Jayyusi introduces her anthology with an extensive introduction in which she interweaves literary history, genre analysis, and comparative perspective to situate modern Arabic fiction between the local and the global, the past and the present. She draws attention to a pre-Islamic collection of tales by Wahb ibn al-Munabbih, Kitab al-tijan fi muluk Himyar (The Book of Crowns on the Kings of Himyar) with its rich lore of myths and tales. Then she gives a short account of each fictional genre in Classical Arabic Literature: Pre-Islamic Myths, Heroic Legends, Arabian Romance, Historical Anecdotes, Animal Fables, Picaresque Maqamat, Narrative Epistles, and Philosophical Tales.
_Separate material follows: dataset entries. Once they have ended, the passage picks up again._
//! # Airlock
//!
//! A multiplayer text-adventure server modeled on a social-deduction game.
//!
//! Players connect over TCP and speak newline-delimited JSON. They pick a
//! name, wait in a lobby, then play a round in which one hidden player is
//! the impostor and the rest are crewmates racing to finish their tasks.
//!
//! This crate ties the layers together: transport → protocol → dispatcher
//! → game. The rules themselves live in `airlock-game`.
//!
//! ## Quick Start
//!
//! ```rust,no_run
//! use airlock::prelude::*;
//!
//! # async fn run() -> Result<(), AirlockError> {
//! let server = AirlockServer::builder()
//!     .bind("0.0.0.0:1234")
//!     .build()
//!     .await?;
//! server.run().await
//! # }
//! ```

mod dispatch;
mod error;
mod handler;
mod server;

pub use dispatch::dispatch;
pub use error::AirlockError;
pub use server::{AirlockServer, AirlockServerBuilder, DEFAULT_PORT};

/// Everything needed to configure and run a server.
pub mod prelude {
    pub use crate::{AirlockError, AirlockServer, AirlockServerBuilder};
    pub use airlock_game::{Game, GameConfig, RoundState};
    pub use airlock_protocol::{
        ClientId, Codec, JsonCodec, Packet, PacketType, Status,
    };
    pub use airlock_session::SessionConfig;
    pub use airlock_world::{GameMap, MapDefinition, WorldError};
}
//! Transport abstraction layer for airlock.
//!
//! Provides the [`Transport`] and [`Connection`] traits and a TCP
//! implementation that frames messages as newline-terminated lines.

#![allow(async_fn_in_trait)]

mod error;
mod tcp;

pub use error::TransportError;
pub use tcp::{LineConnection, TcpLineTransport, MAX_LINE_LEN};

use std::fmt;

/// Opaque identifier for a connection.
///
/// Distinct from the game's `ClientId`: a connection that is turned away
/// because the server is full still gets one of these for logging.
#[derive(Debug, Clone, Copy, PartialEq, Eq, Hash)]
pub struct ConnectionId(u64);

impl ConnectionId {
    /// Creates a new `ConnectionId` from a raw `u64`.
    pub fn new(id: u64) -> Self {
        Self(id)
    }

    /// Returns the underlying `u64` value.
    pub fn into_inner(self) -> u64 {
        self.0
    }
}

impl fmt::Display for ConnectionId {
    fn fmt(&self, f: &mut fmt::Formatter<'_>) -> fmt::Result {
        write!(f, "conn-{}", self.0)
    }
}

/// Accepts new incoming connections.
pub trait Transport: Send + Sync + 'static {
    /// The connection type produced by this transport.
    type Connection: Connection;
    /// The error type for transport operations.
    type Error: std::error::Error + Send + Sync;

    /// Waits for and accepts the next incoming connection.
    async fn accept(&mut self) -> Result<Self::Connection, Self::Error>;
}

/// A single connection that exchanges whole lines.
pub trait Connection: Send + Sync + 'static {
    /// The error type for connection operations.
    type Error: std::error::Error + Send + Sync;

    /// Sends one line. The terminator is appended by the transport.
    async fn send(&self, data: &[u8]) -> Result<(), Self::Error>;

    /// Receives the next non-empty line, without its terminator.
    ///
    /// Returns `Ok(None)` when the peer closed the connection. An over-long
    /// line is dropped through its terminator and reported as an error;
    /// the connection stays usable afterwards.
    async fn recv(&self) -> Result<Option<Vec<u8>>, Self::Error>;

    /// Closes the sending side of the connection.
    async fn close(&self) -> Result<(), Self::Error>;

    /// Returns the unique identifier for this connection.
    fn id(&self) -> ConnectionId;
}
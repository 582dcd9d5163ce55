//! Error types for the game layer.

/// Configuration problems detected when the game context is built.
///
/// Gameplay failures are never errors: they travel back to the client as
/// status codes.
#[derive(Debug, thiserror::Error)]
pub enum GameError {
    /// More tasks per crewmate than the map has.
    #[error("task amount {requested} exceeds the {available} tasks on the map")]
    TaskAmount { requested: usize, available: usize },

    #[error("invalid game config: {0}")]
    Config(&'static str),
}
//! TCP transport with newline framing.

use std::net::SocketAddr;
use std::sync::atomic::{AtomicU64, Ordering};

use tokio::io::{AsyncBufReadExt, AsyncReadExt, AsyncWriteExt, BufReader};
use tokio::net::tcp::{OwnedReadHalf, OwnedWriteHalf};
use tokio::net::TcpListener;
use tokio::sync::Mutex;

use crate::{Connection, ConnectionId, Transport, TransportError};

/// Longest line (excluding the terminator) a peer may send.
pub const MAX_LINE_LEN: usize = 2048;

/// Counter for generating unique connection IDs.
static NEXT_CONNECTION_ID: AtomicU64 = AtomicU64::new(1);

/// A TCP [`Transport`] that listens for incoming connections.
pub struct TcpLineTransport {
    listener: TcpListener,
}

impl TcpLineTransport {
    /// Binds a new transport to the given address.
    pub async fn bind(addr: &str) -> Result<Self, TransportError> {
        let listener = TcpListener::bind(addr)
            .await
            .map_err(TransportError::BindFailed)?;
        tracing::info!(addr, "TCP transport listening");
        Ok(Self { listener })
    }

    /// Returns the address the listener is bound to.
    pub fn local_addr(&self) -> std::io::Result<SocketAddr> {
        self.listener.local_addr()
    }
}

impl Transport for TcpLineTransport {
    type Connection = LineConnection;
    type Error = TransportError;

    async fn accept(&mut self) -> Result<Self::Connection, Self::Error> {
        let (stream, peer) = self
            .listener
            .accept()
            .await
            .map_err(TransportError::AcceptFailed)?;

        // Interactive line protocol: don't let Nagle hold back replies.
        if let Err(e) = stream.set_nodelay(true) {
            tracing::debug!(%peer, error = %e, "failed to set TCP_NODELAY");
        }

        let id = ConnectionId::new(
            NEXT_CONNECTION_ID.fetch_add(1, Ordering::Relaxed),
        );
        tracing::debug!(%id, %peer, "accepted TCP connection");

        let (read, write) = stream.into_split();
        Ok(LineConnection {
            id,
            peer,
            reader: Mutex::new(BufReader::new(read)),
            writer: Mutex::new(write),
        })
    }
}

/// A single TCP connection exchanging newline-terminated lines.
///
/// The read and write halves sit behind separate locks, so one task can
/// block in [`recv`](Connection::recv) while another sends.
pub struct LineConnection {
    id: ConnectionId,
    peer: SocketAddr,
    reader: Mutex<BufReader<OwnedReadHalf>>,
    writer: Mutex<OwnedWriteHalf>,
}

impl LineConnection {
    /// Returns the remote address.
    pub fn peer_addr(&self) -> SocketAddr {
        self.peer
    }
}

impl Connection for LineConnection {
    type Error = TransportError;

    async fn send(&self, data: &[u8]) -> Result<(), Self::Error> {
        let mut writer = self.writer.lock().await;
        writer
            .write_all(data)
            .await
            .map_err(TransportError::SendFailed)?;
        writer
            .write_all(b"\n")
            .await
            .map_err(TransportError::SendFailed)?;
        writer.flush().await.map_err(TransportError::SendFailed)
    }

    async fn recv(&self) -> Result<Option<Vec<u8>>, Self::Error> {
        let mut reader = self.reader.lock().await;
        loop {
            let mut line = Vec::new();
            // Room for the longest line plus a CRLF terminator.
            let read = (&mut *reader)
                .take(MAX_LINE_LEN as u64 + 2)
                .read_until(b'\n', &mut line)
                .await
                .map_err(TransportError::ReceiveFailed)?;
            if read == 0 {
                return Ok(None);
            }

            let terminated = line.last() == Some(&b'\n');
            if terminated {
                line.pop();
                if line.last() == Some(&b'\r') {
                    line.pop();
                }
            }

            if line.len() > MAX_LINE_LEN {
                if !terminated {
                    discard_line(&mut reader).await?;
                }
                return Err(TransportError::LineTooLong(MAX_LINE_LEN));
            }

            if line.is_empty() {
                continue;
            }
            return Ok(Some(line));
        }
    }

    async fn close(&self) -> Result<(), Self::Error> {
        self.writer
            .lock()
            .await
            .shutdown()
            .await
            .map_err(TransportError::SendFailed)
    }

    fn id(&self) -> ConnectionId {
        self.id
    }
}

/// Drops buffered input up to and including the next `\n`, or to EOF.
async fn discard_line(
    reader: &mut BufReader<OwnedReadHalf>,
) -> Result<(), TransportError> {
    loop {
        let buf = reader
            .fill_buf()
            .await
            .map_err(TransportError::ReceiveFailed)?;
        if buf.is_empty() {
            return Ok(());
        }
        match buf.iter().position(|&b| b == b'\n') {
            Some(end) => {
                reader.consume(end + 1);
                return Ok(());
            }
            None => {
                let len = buf.len();
                reader.consume(len);
            }
        }
    }
}
//! Display name validation.

use airlock_protocol::Status;

use crate::SessionConfig;

/// Why a display name was rejected.
#[derive(Debug, Clone, PartialEq, Eq, thiserror::Error)]
pub enum NameError {
    #[error("name is missing")]
    Missing,

    #[error("name is {len} characters, expected {min}..={max}")]
    WrongLength { len: usize, min: usize, max: usize },

    #[error("name contains non-printable characters")]
    NotPrintable,
}

impl NameError {
    /// The status code sent back to the client.
    pub fn status(&self) -> Status {
        match self {
            Self::Missing | Self::NotPrintable => Status::Invalid,
            Self::WrongLength { .. } => Status::WrongLength,
        }
    }
}

/// Returns `true` if every character is printable ASCII (0x20–0x7E).
pub fn is_printable(text: &str) -> bool {
    text.chars().all(|c| matches!(c, ' '..='~'))
}

/// Validates a requested display name and returns it trimmed.
///
/// The raw text must be printable ASCII throughout, padding included;
/// only then are surrounding spaces trimmed and the length counted.
///
/// # Errors
/// - [`NameError::Missing`] — no name given
/// - [`NameError::WrongLength`] — outside `name_len_min..=name_len_max`
/// - [`NameError::NotPrintable`] — contains anything but printable ASCII
pub fn validate_name(
    raw: Option<&str>,
    config: &SessionConfig,
) -> Result<String, NameError> {
    let raw = raw.ok_or(NameError::Missing)?;
    if !is_printable(raw) {
        return Err(NameError::NotPrintable);
    }
    let name = raw.trim_matches(' ');

    let len = name.chars().count();
    if len < config.name_len_min || len > config.name_len_max {
        return Err(NameError::WrongLength {
            len,
            min: config.name_len_min,
            max: config.name_len_max,
        });
    }

    Ok(name.to_string())
}
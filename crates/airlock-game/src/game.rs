//! The game context: everything a round needs, in one place.

use std::sync::Arc;

use airlock_protocol::{ClientId, Recipient};
use airlock_session::{ClientRegistry, PacketSender, SessionConfig, SessionError};
use airlock_world::GameMap;
use rand::rngs::StdRng;
use rand::SeedableRng;

use crate::discussion::{Corpse, Discussion};
use crate::{GameConfig, GameError, Outbox, RoundState};

/// The state of the server's one game.
///
/// Owns the client registry alongside the round so that a single lock
/// covers both: a broadcast or a win check always sees a stable set of
/// sessions.
///
/// ## Operations
///
/// | Method | Module | Purpose |
/// |--------|--------|---------|
/// | `set_name`, `list_clients`, `chat`, `disconnect` | lobby | registry-facing |
/// | `start`, `stop`, `check_win`, `end` | round | the state machine |
/// | `move_to`, `vent`, `room_info` | movement | the location graph |
/// | `assign`, `complete`, `all_done` | tasks | the ledger |
/// | `kill` | kill | the impostor's one trick |
/// | `report`, `meeting`, `vote`, `close_discussion` | discussion | voting someone out |
#[derive(Debug)]
pub struct Game {
    pub(crate) registry: ClientRegistry,
    pub(crate) state: RoundState,
    pub(crate) impostor: Option<ClientId>,
    pub(crate) map: Arc<GameMap>,
    pub(crate) config: GameConfig,
    pub(crate) rng: StdRng,
    /// Bodies left by kills since the last discussion.
    pub(crate) corpses: Vec<Corpse>,
    pub(crate) discussion: Option<Discussion>,
    pub(crate) discussion_seq: u64,
}

impl Game {
    /// Creates a game in the lobby, seeded from the OS.
    ///
    /// # Errors
    /// Returns [`GameError`] if `config` doesn't fit `map`.
    pub fn new(
        map: Arc<GameMap>,
        session_config: SessionConfig,
        config: GameConfig,
    ) -> Result<Self, GameError> {
        Self::with_rng(map, session_config, config, StdRng::from_os_rng())
    }

    /// Creates a game with a fixed seed, so impostor picks and task draws
    /// are reproducible.
    ///
    /// # Errors
    /// Returns [`GameError`] if `config` doesn't fit `map`.
    pub fn with_seed(
        map: Arc<GameMap>,
        session_config: SessionConfig,
        config: GameConfig,
        seed: u64,
    ) -> Result<Self, GameError> {
        Self::with_rng(map, session_config, config, StdRng::seed_from_u64(seed))
    }

    fn with_rng(
        map: Arc<GameMap>,
        session_config: SessionConfig,
        config: GameConfig,
        rng: StdRng,
    ) -> Result<Self, GameError> {
        config.validate(&map)?;
        Ok(Self {
            registry: ClientRegistry::new(session_config),
            state: RoundState::Lobby,
            impostor: None,
            map,
            config,
            rng,
            corpses: Vec::new(),
            discussion: None,
            discussion_seq: 0,
        })
    }

    /// Registers a new connection.
    ///
    /// # Errors
    /// Returns [`SessionError::Full`] when every slot is taken.
    pub fn connect(
        &mut self,
        sender: PacketSender,
    ) -> Result<ClientId, SessionError> {
        self.registry.register(sender)
    }

    pub fn registry(&self) -> &ClientRegistry {
        &self.registry
    }

    pub fn registry_mut(&mut self) -> &mut ClientRegistry {
        &mut self.registry
    }

    pub fn state(&self) -> RoundState {
        self.state
    }

    /// The current round's impostor, if a round is running.
    pub fn impostor(&self) -> Option<ClientId> {
        self.impostor
    }

    pub fn map(&self) -> &GameMap {
        &self.map
    }

    pub fn config(&self) -> &GameConfig {
        &self.config
    }

    /// Returns `true` if the round is in its main phase and `id` is playing
    /// in it. Nobody is in play while a discussion is open.
    pub fn in_play(&self, id: ClientId) -> bool {
        self.state == RoundState::Main
            && self.registry.find(id).is_some_and(|s| s.in_round())
    }

    /// Routes every packet in `outbox` onto the recipients' queues.
    ///
    /// `All` and `AllExcept` reach named sessions only; `Client` reaches
    /// its session whatever the stage. Packets for clients that have gone
    /// away are dropped.
    pub fn deliver(&self, outbox: Outbox) {
        for (recipient, packet) in outbox {
            match recipient {
                Recipient::Client(id) => {
                    if let Some(session) = self.registry.find(id) {
                        session.send(packet);
                    } else {
                        tracing::trace!(client_id = %id, "dropping packet for departed client");
                    }
                }
                Recipient::All => {
                    for session in self.registry.named() {
                        session.send(packet.clone());
                    }
                }
                Recipient::AllExcept(except) => {
                    for session in self.registry.named().filter(|s| s.id != except) {
                        session.send(packet.clone());
                    }
                }
            }
        }
    }
}
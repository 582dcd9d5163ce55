//! Registry-facing operations: naming, listing, chat and departure.

use airlock_protocol::{
    ClientEvent, ClientId, Packet, PacketType, PresenceEvent, Status,
};
use airlock_session::{is_printable, validate_name, Stage};
use serde_json::{json, Value};

use crate::{packets, Game, Outbox, Reply, RoundState};

impl Game {
    /// Names a client and moves it from naming into the lobby.
    ///
    /// Replies `{id, name}` on success; the others hear a `join`, and the
    /// new client gets the task catalog and the location graph. A name
    /// already held by another client, ignoring case, is `NameTaken`.
    pub fn set_name(
        &mut self,
        id: ClientId,
        raw: Option<&str>,
        out: &mut Outbox,
    ) -> Reply {
        let Some(session) = self.registry.find(id) else {
            return Status::Invalid.into();
        };
        if session.is_named() {
            return Status::Again.into();
        }

        let name = match validate_name(raw, self.registry.config()) {
            Ok(name) => name,
            Err(e) => {
                tracing::debug!(client_id = %id, error = %e, "name rejected");
                return e.status().into();
            }
        };

        if self
            .registry
            .named()
            .any(|s| s.display_name().eq_ignore_ascii_case(&name))
        {
            tracing::debug!(client_id = %id, %name, "name taken");
            return Status::NameTaken.into();
        }

        let Some(session) = self.registry.find_mut(id) else {
            return Status::Invalid.into();
        };
        session.name = Some(name.clone());
        session.stage = Stage::Lobby;

        tracing::info!(client_id = %id, %name, "client named");

        out.broadcast_except(id, packets::client_info(session, ClientEvent::Join));
        out.send_to(id, packets::task_catalog(&self.map));
        out.send_to(id, packets::location_graph(&self.map));

        Reply::ok_with(json!({ "id": id, "name": name }))
    }

    /// Replies with `[{id, name}]` for every other named client.
    pub fn list_clients(&self, id: ClientId) -> Reply {
        let clients: Vec<Value> = self
            .registry
            .named()
            .filter(|s| s.id != id)
            .map(|s| json!({ "id": s.id, "name": s.display_name() }))
            .collect();
        Reply::ok_with(Value::Array(clients))
    }

    /// Relays a chat line to every other named client.
    ///
    /// Clients waiting in the lobby may always chat. Players in a round
    /// may only chat while a discussion is open, and only while alive;
    /// otherwise they get `Invalid`. The raw line must be printable ASCII
    /// throughout before surrounding spaces are trimmed.
    pub fn chat(
        &mut self,
        id: ClientId,
        content: Option<&str>,
        out: &mut Outbox,
    ) -> Reply {
        let Some(session) = self.registry.find(id) else {
            return Status::Invalid.into();
        };
        let may_speak = !session.in_round()
            || (self.state == RoundState::Discussion && session.alive);
        if !may_speak {
            return Status::Invalid.into();
        }

        let Some(raw) = content else {
            return Status::Invalid.into();
        };
        if !is_printable(raw) {
            return Status::Invalid.into();
        }
        let content = raw.trim_matches(' ');
        let len = content.chars().count();
        if len == 0 || len > self.config.chat_len_max {
            return Status::WrongLength.into();
        }

        tracing::debug!(client_id = %id, len, "chat");

        out.broadcast_except(
            id,
            Packet::new(PacketType::Chat, Status::Ok)
                .with_arguments(json!({ "id": id, "content": content })),
        );
        Reply::ok()
    }

    /// Removes a client for good.
    ///
    /// Safe to call more than once: only the first call has any effect.
    /// Named clients are announced as leaving; a player who was in a
    /// round is announced to their room, and the round is re-checked for
    /// a winner.
    pub fn disconnect(&mut self, id: ClientId, out: &mut Outbox) {
        let Some(session) = self.registry.unregister(id) else {
            return;
        };

        if session.is_named() {
            out.broadcast(packets::client_info(&session, ClientEvent::Leave));
        }

        if let Some(room) = session.room.filter(|_| session.in_round()) {
            let leave = packets::presence(&session, PresenceEvent::Leave);
            for other in self
                .registry
                .sessions()
                .filter(|s| s.in_round() && s.room == Some(room))
            {
                out.send_to(other.id, leave.clone());
            }
        }

        if self.state.is_running() {
            self.check_win(out);
        }
        self.forget_voter(id, out);
    }
}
She comments on works of considerable length and influence in the history of Arabic fiction, such as Epic Folktales and the Arabian Nights. But despite this rich fictional heritage, Jayyusi points out that the modern form of fiction, which developed in the West, was received by the Arabs as a new form. This view of the novel and the modern short story has had both a positive and a negative effect on the development of Arabic fiction. Ignoring the Arabic fictional heritage, fiction writers in the beginning did not make use of it. However, this also exempted them from time-honoured traditions, allowing them to work freely with the new artistic forms.
The role of translation is underlined by Jayyusi who points out that the early Arabic rendering of European fiction coincided with the upsurge of the Romantic Movement and many of the earliest works of fiction in Arabic by Gibran Khalil Gibran and al-Manfaluti partook in that romantic élan. Jayyusi considers Egypt central to the development of Arabic modern fiction. Not only did Egypt produce the authors of early Arab novels, but it was also home to a literary elite that came from the Levant and settled in Egypt, including Jurji Zaydan, writer of historical novels. This centrality culminates in the works of Naguib Mahfouz, Nobel Laureate for Literature in 1988. However, while Jayyusi acknowledges the centrality of Egypt, she also addresses innovations at the peripheries of the Arab world, such as the fiction of the Mauritanian Moussa Wuld Ibno.
Jayyusi's approach to Arabic fiction is marked by an analysis of its content and technique. In content, she sees fiction as a reflection of the turbulent history of modern Arabs, with hopes and dreams followed by disappointments and breakdowns -- what she calls a sense of the apocalyptic. She points to a few names that stand out as models of certain trends in Arabic fiction: the Saudi 'Abd al-Rahman Munif for his petrofiction depicting how oil has changed the ecology and the culture of the Gulf; the Egyptian Gamal al-Ghitani for his sophisticated use of time -- mythical time in Kitab al-Tajalliyat (Book of Revelations) and historical time in Zayni Barakat ; the Palestinian Ghassan Kanafani for his sense of space and loss of place; the Egyptian Edward al-Kharrat as a modernist and an experimentalist; the Palestinian Ibrahim Nasralla as venturing into postmodernism; and the Iraqis Gha'ib Tu'ma Farman and Fu'ad al-Takarli for depicting the individual struggling against prevailing moeurs. As for the short story, Jayyusi concentrates in her introduction on two figures, the Egyptian Yusuf Idris and the Syrian Zakaria Tamir. Needless to say dozens of others are mentioned, including Ibrahim al-Koni and Radwa Ashour.
Now that Jayyusi has accomplished another magnus opus, a work that will be consulted by many with perhaps very few reading it from cover to cover, it might be worthwhile to think of an abridged anthology, selecting the best and the most varied specimens in the present anthology for a pocket edition, with a shorter introduction and the necessary correction of the typographical errors that have occasionally crept into this work.